Hal tersebut ia katakan ketika membuka acara “Muda Peduli HIV” di kampus Universitas Multimedia Nusantara, Tangerang, Banten, Rabu (13/12/17). Pinto berharap bahwa pemuda bisa menjadi agent of change dari stigma HIV/AIDS di Indonesia. Dengan semangat dan kepekaan sosial yang tinggi, para pemuda diharapkan dapat meluruskan pandangan-pandangan yang salah mengenai HIV dan AIDS di tengah masyarakat.

Pada acara tersebut, hadir pula Natasya Sitorus dari Lentera Pelangi. Organisasi tersebut dibuat sebagai program pendampingan anak yang terdampak HIV dan AIDS di DKI Jakarta. Saat ini, Lentera Pelangi tengah mendampingi 96 anak yang berusia dari 1 sampai 17 tahun.

“Jika HIV dan AIDS digunakan sebagai indikator untuk menilai seseorang, lalu bagaimana dengan ibu rumah tangga dan anak-anak yang terkena HIV danAIDS padahal mereka mendapatkan HIV dan AIDS tanpa melakukan kesalahan sama sekali dengan hidupnya? Kita harus membuang anggapan bahwa ODHA adalah aib atau kutukan,” kata Natasya.

Natasya melanjutkan bahwa ODHA seharusnya memiliki perlakuan dan hak yang sama dengan manusia normal. Status penyakit ini sama dengan status penyakit lainnya seperti jantung, diabetes, atau ginjal. Diskriminasi terhadap ODHA terjadi karena kurangnya informasi yang tepat mengenai penularan dan pencegahan dalam masyarakat.

“Ada empat hal yang bisa dipastikan mengenai penularan yakni melalui hubungan seks, tranfusi darah, jarum suntik, dan air susu ibu. Isu lain di luar itu adalah kebohongan,” kata Natasya.

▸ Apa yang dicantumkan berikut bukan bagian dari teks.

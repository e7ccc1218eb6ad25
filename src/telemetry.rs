// SPDX-License-Identifier: GPL-3.0-only

use tracing_subscriber::{EnvFilter, fmt};

/// Logs to stderr so stdout only carries codes. `RUST_LOG` wins over
/// `default_filter`.
pub fn init(default_filter: &str) {
    let filter = EnvFilter::try_from_default_env()
        .or_else(|_| EnvFilter::try_new(default_filter))
        .unwrap_or_else(|_| EnvFilter::new("info"));

    let _ = fmt()
        .with_env_filter(filter)
        .with_writer(std::io::stderr)
        .try_init();
}
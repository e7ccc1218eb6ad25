// SPDX-License-Identifier: GPL-3.0-only

#[derive(Debug, Clone, Copy, PartialEq, Eq)]
pub enum Error {
    /// A non-empty secret that yields no usable key
    InvalidSecret,
}

impl std::fmt::Display for Error {
    fn fmt(&self, f: &mut std::fmt::Formatter<'_>) -> std::fmt::Result {
        match self {
            Error::InvalidSecret => write!(f, "Invalid secret key"),
        }
    }
}

impl std::error::Error for Error {}
// SPDX-License-Identifier: GPL-3.0-only

use std::time::{Duration, SystemTime, UNIX_EPOCH};

/// Source of wall-clock time, as a duration since the Unix epoch
pub trait Clock: Send + Sync + 'static {
    fn now(&self) -> Duration;
}

#[derive(Debug, Clone, Copy, Default)]
pub struct SystemClock;

impl Clock for SystemClock {
    fn now(&self) -> Duration {
        since_epoch(SystemTime::now())
    }
}

/// Times before the epoch read as zero
pub fn since_epoch(time: SystemTime) -> Duration {
    time.duration_since(UNIX_EPOCH).unwrap_or_default()
}
// SPDX-License-Identifier: GPL-3.0-only

//! Time-based one-time passwords (RFC 6238) with a self-contained SHA-1,
//! HMAC and Base32 implementation, plus a [`Scheduler`] that republishes the
//! current code once per second.

pub mod clipboard;
pub mod clock;
pub mod config;
mod error;
pub mod otp;
pub mod scheduler;
pub mod telemetry;

pub use error::Error;
pub use otp::secret::SecretInput;
pub use otp::totp::{Tick, Totp};
pub use scheduler::{Scheduler, Update};
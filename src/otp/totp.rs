// SPDX-License-Identifier: GPL-3.0-only

use std::time::SystemTime;

use secrecy::{ExposeSecret, SecretSlice};

use super::{base32, hmac::hmac, secret::SecretInput, sha1::DIGEST_LEN};
use crate::{Error, clock};

/// Length of a time step in seconds
pub const PERIOD: u64 = 30;
/// Number of decimal digits in a code
pub const DIGITS: u32 = 6;

const MODULUS: u32 = 10u32.pow(DIGITS);

/// One publication of the current code
#[derive(Debug, Clone, PartialEq, Eq)]
pub struct Tick {
    pub code: String,
    /// Seconds left in the current window, always in `1..=PERIOD`
    pub seconds_remaining: u64,
    /// The time step the code was derived from
    pub counter: u64,
}

/// A SHA1, 6 digit, 30 second TOTP generator holding the decoded key
pub struct Totp {
    key: SecretSlice<u8>,
}

impl std::fmt::Debug for Totp {
    fn fmt(&self, f: &mut std::fmt::Formatter<'_>) -> std::fmt::Result {
        f.debug_struct("Totp")
            .field("key_len", &self.key_len())
            .finish()
    }
}

impl Totp {
    /// Decodes the key once. Fails when the input yields no key bytes.
    pub fn new(input: &SecretInput) -> Result<Self, Error> {
        if let Some(reason) = input.rejection() {
            tracing::warn!("Rejected otpauth uri: {}", reason);
            return Err(Error::InvalidSecret);
        }

        let key = base32::decode(input.normalized());
        if key.is_empty() {
            return Err(Error::InvalidSecret);
        }

        Ok(Self {
            key: SecretSlice::from(key),
        })
    }

    /// Normalizes and decodes `secret`
    pub fn from_secret(secret: &str) -> Result<Self, Error> {
        Self::new(&SecretInput::parse(secret))
    }

    pub fn key_len(&self) -> usize {
        self.key.expose_secret().len()
    }

    /// HOTP value (RFC 4226) for an explicit counter
    pub fn code_for_counter(&self, counter: u64) -> String {
        let digest = hmac(self.key.expose_secret(), &counter.to_be_bytes());
        format!("{:0width$}", truncate(&digest), width = DIGITS as usize)
    }

    pub fn code_at(&self, unix_seconds: u64) -> String {
        self.code_for_counter(time_step(unix_seconds))
    }

    pub fn tick_at(&self, unix_seconds: u64) -> Tick {
        let counter = time_step(unix_seconds);
        Tick {
            code: self.code_for_counter(counter),
            seconds_remaining: seconds_remaining(unix_seconds),
            counter,
        }
    }
}

/// Computes the code for `secret` at `now`.
///
/// An empty secret also yields [`Error::InvalidSecret`] since no code can be
/// derived from it; callers that distinguish "no session" check for emptiness
/// first.
pub fn code(secret: &str, now: SystemTime) -> Result<String, Error> {
    let totp = Totp::from_secret(secret)?;
    Ok(totp.code_at(clock::since_epoch(now).as_secs()))
}

pub fn time_step(unix_seconds: u64) -> u64 {
    unix_seconds / PERIOD
}

pub fn seconds_remaining(unix_seconds: u64) -> u64 {
    PERIOD - (unix_seconds % PERIOD)
}

/// Dynamic truncation, RFC 4226 section 5.3
fn truncate(digest: &[u8; DIGEST_LEN]) -> u32 {
    let offset = usize::from(digest[DIGEST_LEN - 1] & 0x0f);
    let value = (u32::from(digest[offset] & 0x7f) << 24)
        | (u32::from(digest[offset + 1]) << 16)
        | (u32::from(digest[offset + 2]) << 8)
        | u32::from(digest[offset + 3]);
    value % MODULUS
}
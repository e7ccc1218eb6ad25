// SPDX-License-Identifier: GPL-3.0-only

use std::fs;
use std::path::Path;

use anywho::anywho;
use serde::{Deserialize, Serialize};

pub const APP_ID: &str = "dev.mariinkys.TickTotp";

#[derive(Debug, Clone, PartialEq, Serialize, Deserialize)]
#[serde(default)]
pub struct Config {
    /// `tracing` filter used when `RUST_LOG` is not set
    pub log_filter: String,
    /// Whether `:copy` talks to the system clipboard
    pub clipboard: bool,
}

impl Default for Config {
    fn default() -> Self {
        Self {
            log_filter: String::from("info"),
            clipboard: true,
        }
    }
}

impl Config {
    /// Loads `config.ron` from the user config directory, writing the
    /// defaults there first if it does not exist yet
    pub async fn load(app_id: &str) -> Result<Self, anywho::Error> {
        let app_id = app_id.to_string();

        smol::unblock(move || {
            let config_dir = dirs::config_dir()
                .ok_or_else(|| anywho!("Could not determine config directory"))?
                .join(&app_id);

            Self::load_from(&config_dir.join("config.ron"))
        })
        .await
        .map_err(|e| anywho!("Error loading config: {}", e))
    }

    /// Blocking variant of [`Config::load`] for an explicit path
    pub fn load_from(config_path: &Path) -> Result<Self, anywho::Error> {
        if config_path.exists() {
            let config_content = fs::read_to_string(config_path)
                .map_err(|e| anywho!("Failed to read config file: {}", e))?;

            Self::from_ron(&config_content)
        } else {
            // create config directory if it doesn't exist
            if let Some(config_dir) = config_path.parent() {
                fs::create_dir_all(config_dir)
                    .map_err(|e| anywho!("Failed to create config directory: {}", e))?;
            }

            let config = Config::default();
            fs::write(config_path, config.to_ron()?)
                .map_err(|e| anywho!("Failed to write config file: {}", e))?;

            Ok(config)
        }
    }

    pub fn from_ron(content: &str) -> Result<Self, anywho::Error> {
        ron::from_str(content).map_err(|e| anywho!("Failed to parse config file: {}", e))
    }

    pub fn to_ron(&self) -> Result<String, anywho::Error> {
        ron::ser::to_string_pretty(self, ron::ser::PrettyConfig::default())
            .map_err(|e| anywho!("Failed to serialize config: {}", e))
    }
}
// SPDX-License-Identifier: GPL-3.0-only

pub mod base32;
pub mod hmac;
pub mod otp_uri;
pub mod secret;
pub mod sha1;
pub mod totp;
use keywatch_common::Match;

use crate::enrichment::Enrichment;

/// Escape free text for Telegram HTML.
pub fn escape_html(text: &str) -> String {
    let mut out = String::with_capacity(text.len());
    for c in text.chars() {
        match c {
            '&' => out.push_str("&amp;"),
            '<' => out.push_str("&lt;"),
            '>' => out.push_str("&gt;"),
            _ => out.push(c),
        }
    }
    out
}

fn escape_attr(text: &str) -> String {
    escape_html(text).replace('"', "&quot;")
}

/// Telegram-HTML notification for one Match.
pub fn format_message(m: &Match, enrichment: Option<&Enrichment>) -> String {
    let keywords = m
        .keywords
        .iter()
        .map(|k| escape_html(k))
        .collect::<Vec<_>>()
        .join(", ");

    let mut message = format!(
        "🔍 <b>Keyword match</b>\n\n\
         📱 <b>Source:</b> {source}\n\
         👥 <b>{kind}:</b> <a href=\"{entity_url}\">{entity_name}</a>\n\
         🔑 <b>Keywords:</b> {keywords}\n\
         📅 <b>Date:</b> {date}\n\n\
         📝 <b>Text:</b>\n{text}\n\n\
         🔗 <a href=\"{url}\">Open original</a>",
        source = m.source.label(),
        kind = m.entity_kind.label(),
        entity_url = escape_attr(&m.entity_url),
        entity_name = escape_html(&m.entity_name),
        date = m.display_date(),
        text = escape_html(&m.text),
        url = escape_attr(&m.url),
    );

    match enrichment {
        Some(Enrichment::Analysis { text, model }) => {
            message.push_str(&format!(
                "\n\n🤖 <b>AI analysis</b> ({}):\n{}",
                escape_html(model),
                escape_html(text)
            ));
        }
        Some(Enrichment::Failed { reason }) => {
            message.push_str(&format!("\n\n⚠️ Enrichment failed: {}", escape_html(reason)));
        }
        None => {}
    }

    message
}
use std::sync::Arc;

use axum::{
    extract::State,
    response::{IntoResponse, Json},
};
use serde_json::json;

use crate::AppState;

pub async fn api_monitor_start(State(state): State<Arc<AppState>>) -> impl IntoResponse {
    let started = state.monitor.start();
    Json(json!({ "started": started, "state": state.monitor.state() }))
}

pub async fn api_monitor_stop(State(state): State<Arc<AppState>>) -> impl IntoResponse {
    let stopping = state.monitor.stop();
    Json(json!({ "stopping": stopping, "state": state.monitor.state() }))
}

pub async fn api_monitor_status(State(state): State<Arc<AppState>>) -> impl IntoResponse {
    Json(state.monitor.status())
}
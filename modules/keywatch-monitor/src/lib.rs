pub mod connector;
pub mod enrichment;
pub mod fetchers;
pub mod matcher;
pub mod notify;
pub mod poller;
pub mod seen;
pub mod service;
#[cfg(any(test, feature = "test-support"))]
pub mod testing;
pub mod traits;

pub use connector::{Connections, LiveConnector, PlatformConnector};
pub use enrichment::{Enricher, Enrichment, OpenRouterEnricher};
pub use matcher::match_keywords;
pub use notify::{DeliveryReport, Notifier};
pub use poller::{PollOutcome, SourcePoller};
pub use seen::SeenStore;
pub use service::{run_cycle, CycleReport, CycleStats, MonitorService, MonitorState, MonitorStatus};
pub use traits::{MessageSink, SourceFetcher};
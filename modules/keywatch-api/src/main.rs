use std::path::PathBuf;
use std::sync::Arc;

use anyhow::{Context, Result};
use axum::{
    http::{header, HeaderValue},
    routing::get,
    Router,
};
use clap::{Parser, Subcommand};
use tokio_util::sync::CancellationToken;
use tower_http::set_header::SetResponseHeaderLayer;
use tracing::info;
use tracing_subscriber::EnvFilter;

use keywatch_common::{Config, ConfigStore};
use keywatch_monitor::{run_cycle, LiveConnector, MonitorService, PlatformConnector};

mod auth;
mod rest;

pub struct AppState {
    pub store: Arc<ConfigStore>,
    pub monitor: Arc<MonitorService>,
    pub admin_username: String,
    pub admin_password: String,
}

#[derive(Parser)]
#[command(name = "keywatch", about = "Keyword monitor for VK and Telegram sources")]
struct Cli {
    /// Path to the monitoring config JSON (overrides KEYWATCH_CONFIG)
    #[arg(long)]
    config: Option<PathBuf>,

    /// Emit logs as JSON lines
    #[arg(long)]
    json_logs: bool,

    #[command(subcommand)]
    command: Option<Command>,
}

#[derive(Subcommand)]
enum Command {
    /// Run the monitor and the admin API (default)
    Serve,
    /// Run the monitor only, until Ctrl-C
    Monitor,
    /// Run one cycle without sending notifications and print the matches as JSON
    Once,
}

#[tokio::main]
async fn main() -> Result<()> {
    let cli = Cli::parse();

    let filter = EnvFilter::from_default_env().add_directive("keywatch=info".parse()?);
    if cli.json_logs {
        tracing_subscriber::fmt().with_env_filter(filter).json().init();
    } else {
        tracing_subscriber::fmt().with_env_filter(filter).init();
    }

    let mut config = Config::from_env()?;
    if let Some(path) = cli.config {
        config.config_path = path;
    }
    config.log_redacted();

    let store = Arc::new(
        ConfigStore::open(&config.config_path)
            .with_context(|| format!("Failed to open {}", config.config_path.display()))?,
    );

    match cli.command.unwrap_or(Command::Serve) {
        Command::Serve => serve(config, store).await,
        Command::Monitor => monitor(store).await,
        Command::Once => once(store).await,
    }
}

async fn serve(config: Config, store: Arc<ConfigStore>) -> Result<()> {
    let admin_password = config.require_admin_password()?.to_string();
    let monitor = Arc::new(MonitorService::new(store.clone(), Arc::new(LiveConnector)));

    let state = Arc::new(AppState {
        store,
        monitor: monitor.clone(),
        admin_username: config.admin_username.clone(),
        admin_password,
    });

    let app = Router::new()
        // Health check
        .route("/", get(|| async { "ok" }))
        .merge(rest::api_router(state))
        .layer(
            tower_http::cors::CorsLayer::new()
                .allow_origin(tower_http::cors::Any)
                .allow_methods(tower_http::cors::Any)
                .allow_headers(tower_http::cors::Any),
        )
        .layer(SetResponseHeaderLayer::overriding(
            header::CACHE_CONTROL,
            HeaderValue::from_static("no-store"),
        ))
        // Method + path + status + latency only
        .layer(
            tower_http::trace::TraceLayer::new_for_http().make_span_with(
                |request: &axum::http::Request<_>| {
                    tracing::info_span!(
                        "http_request",
                        method = %request.method(),
                        path = %request.uri().path(),
                    )
                },
            ),
        );

    monitor.start();

    let addr = format!("{}:{}", config.api_host, config.api_port);
    info!("Keywatch admin API listening on {addr}");

    let listener = tokio::net::TcpListener::bind(&addr).await?;
    axum::serve(listener, app)
        .with_graceful_shutdown(shutdown_signal())
        .await?;

    monitor.shutdown().await;
    info!("Shut down");
    Ok(())
}

async fn monitor(store: Arc<ConfigStore>) -> Result<()> {
    let monitor = MonitorService::new(store, Arc::new(LiveConnector));
    monitor.start();
    info!("Monitoring, press Ctrl+C to stop");

    shutdown_signal().await;
    monitor.shutdown().await;
    info!("Shut down");
    Ok(())
}

/// Dry run: matches are collected but never delivered.
async fn once(store: Arc<ConfigStore>) -> Result<()> {
    let config = store.snapshot();
    let mut connections = LiveConnector.connect(&config).await;
    connections.notifier = None;

    let report = run_cycle(&config, &mut connections, &CancellationToken::new()).await;
    info!("Cycle complete: {}", report.stats);

    let matches: Vec<_> = report
        .matches
        .iter()
        .map(|(m, enrichment)| serde_json::json!({ "match": m, "enrichment": enrichment }))
        .collect();
    println!("{}", serde_json::to_string_pretty(&matches)?);
    Ok(())
}

async fn shutdown_signal() {
    if let Err(e) = tokio::signal::ctrl_c().await {
        tracing::error!(error = %e, "Failed to listen for Ctrl+C");
        std::future::pending::<()>().await;
    }
    info!("Shutdown requested");
}
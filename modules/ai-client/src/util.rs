/// Truncate a string to at most `max_bytes` bytes at a character boundary.
pub fn truncate_to_char_boundary(s: &str, max_bytes: usize) -> &str {
    if s.len() <= max_bytes {
        return s;
    }
    let mut end = max_bytes;
    while !s.is_char_boundary(end) && end > 0 {
        end -= 1;
    }
    &s[..end]
}

/// Truncate to at most `max_chars` characters, appending `...` when anything was cut.
pub fn truncate_chars_with_ellipsis(s: &str, max_chars: usize) -> String {
    match s.char_indices().nth(max_chars) {
        Some((idx, _)) => format!("{}...", &s[..idx]),
        None => s.to_string(),
    }
}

Seperti kanker, ternyata HIV pun memiliki empat stadium. Pada fase pertama, seseorang terinfeksi tetapi tidak terkena gejalanya. Fase ini biasanya terjadi dalam periode waktu yang lama sekitar 8-12 tahun.

Masuk ke fase kedua, daya tahan tubuh mulai turun. Orang tersebut akan mudah sakit. Di stadium ketiga, telah muncul gejala-gejala infeksi primer. Stadium empat atau disebut sebagai stadium AIDS gejala sudah muncul secara fisik yakni dengan pembesaran kelenjar limfa.

dr. Iwan mengatakan bahwa jika seseorang mengetahui status HIV sejak dini dan ditangani dengan berkelanjutan, ODHA tersebut dapat memelihara hidupnya dengan baik, layaknya manusia sehat. Obat- obat antiretroviral, yang dapat memperlambat pertumbuhan virus HIV, pun sudah disediakan secara gratis oleh pemerintah. Sehingga, yang diperlukan saat ini adalah keberanian para ODHA untuk secara terbuka memberitahukan kondisi dan menyampaikan keluhan kesehatan mereka kepada dokter.

Menutup acara, Natasya menyarankan bagi para ODHA untuk secara aktif mencari komunitas atau lingkungan sebaya untuk berbagi cerita dan saling menguatkan satu sama lain. Hal ini, menurutnya,  dapat meringankan tekanan batin dan sosial ataupun stigma yang mungkin dialami oleh ODHA.